ACTIVITY => Copy whichever lines of the data hold the word "Some".

INPUT RECORDS =>
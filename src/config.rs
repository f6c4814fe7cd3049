//! Graph store configuration
//!
//! Loaded from the environment the lambda functions are deployed with.

use std::env;
use std::time::Duration;

use serde_derive::{Deserialize, Serialize};
use tracing::warn;

use crate::error::{Error, Result};

/// Connection settings for the Neptune cluster
#[derive(Debug, Clone, PartialEq, Serialize, Deserialize)]
pub struct GraphConfig {
    /// Writer endpoint host
    pub writer: String,

    /// Reader endpoint host, used by read-only handlers when present
    #[serde(default)]
    pub reader: Option<String>,

    /// Gremlin port
    #[serde(default = "default_port")]
    pub port: u16,

    /// Request timeout in seconds
    #[serde(default = "default_timeout_secs")]
    pub timeout_secs: u64,
}

fn default_port() -> u16 {
    8182
}

fn default_timeout_secs() -> u64 {
    30
}

impl GraphConfig {
    pub fn new(writer: impl Into<String>) -> Self {
        Self {
            writer: writer.into(),
            reader: None,
            port: default_port(),
            timeout_secs: default_timeout_secs(),
        }
    }

    /// Load configuration from `NEPTUNE_*` environment variables
    pub fn from_env() -> Result<Self> {
        Self::from_lookup(|key| env::var(key).ok())
    }

    fn from_lookup<F>(lookup: F) -> Result<Self>
    where
        F: Fn(&str) -> Option<String>,
    {
        let writer = lookup("NEPTUNE_WRITER")
            .filter(|host| !host.is_empty())
            .ok_or_else(|| Error::Config("NEPTUNE_WRITER is not set".into()))?;
        let mut config = Self::new(writer);

        config.reader = lookup("NEPTUNE_READER").filter(|host| !host.is_empty());

        if let Some(port) = lookup("NEPTUNE_PORT") {
            match port.parse::<u16>() {
                Ok(port) => config.port = port,
                Err(_) => warn!("Invalid NEPTUNE_PORT value: {}", port),
            }
        }

        if let Some(timeout) = lookup("NEPTUNE_TIMEOUT_SECS") {
            match timeout.parse::<u64>() {
                Ok(timeout) => config.timeout_secs = timeout,
                Err(_) => warn!("Invalid NEPTUNE_TIMEOUT_SECS value: {}", timeout),
            }
        }

        Ok(config)
    }

    pub fn writer_url(&self) -> String {
        gremlin_url(&self.writer, self.port)
    }

    pub fn reader_url(&self) -> String {
        gremlin_url(self.reader.as_deref().unwrap_or(&self.writer), self.port)
    }

    pub fn timeout(&self) -> Duration {
        Duration::from_secs(self.timeout_secs)
    }
}

fn gremlin_url(host: &str, port: u16) -> String {
    format!("https://{}:{}/gremlin", host, port)
}

#[cfg(test)]
mod tests {
    use super::*;
    use maplit::hashmap;
    use pretty_assertions::assert_eq;
    use std::collections::HashMap;

    fn load(vars: HashMap<&str, &str>) -> Result<GraphConfig> {
        GraphConfig::from_lookup(|key| vars.get(key).map(|v| v.to_string()))
    }

    #[test]
    fn writer_is_required() {
        assert!(matches!(load(HashMap::new()), Err(Error::Config(_))));
        assert!(matches!(
            load(hashmap! { "NEPTUNE_WRITER" => "" }),
            Err(Error::Config(_))
        ));
    }

    #[test]
    fn defaults_and_reader_fallback() {
        let config = load(hashmap! { "NEPTUNE_WRITER" => "writer.cluster" }).unwrap();

        assert_eq!(config.port, 8182);
        assert_eq!(config.timeout(), Duration::from_secs(30));
        assert_eq!(config.writer_url(), "https://writer.cluster:8182/gremlin");
        assert_eq!(config.reader_url(), "https://writer.cluster:8182/gremlin");
    }

    #[test]
    fn overrides_from_environment() {
        let config = load(hashmap! {
            "NEPTUNE_WRITER" => "writer.cluster",
            "NEPTUNE_READER" => "reader.cluster",
            "NEPTUNE_PORT" => "8183",
            "NEPTUNE_TIMEOUT_SECS" => "not-a-number",
        })
        .unwrap();

        assert_eq!(config.reader_url(), "https://reader.cluster:8183/gremlin");
        assert_eq!(config.timeout_secs, 30);
    }
}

RESULT FOR THIS TASK =>
        if let Some(port) = lookup("NEPTUNE_PORT") {
        if let Some(timeout) = lookup("NEPTUNE_TIMEOUT_SECS") {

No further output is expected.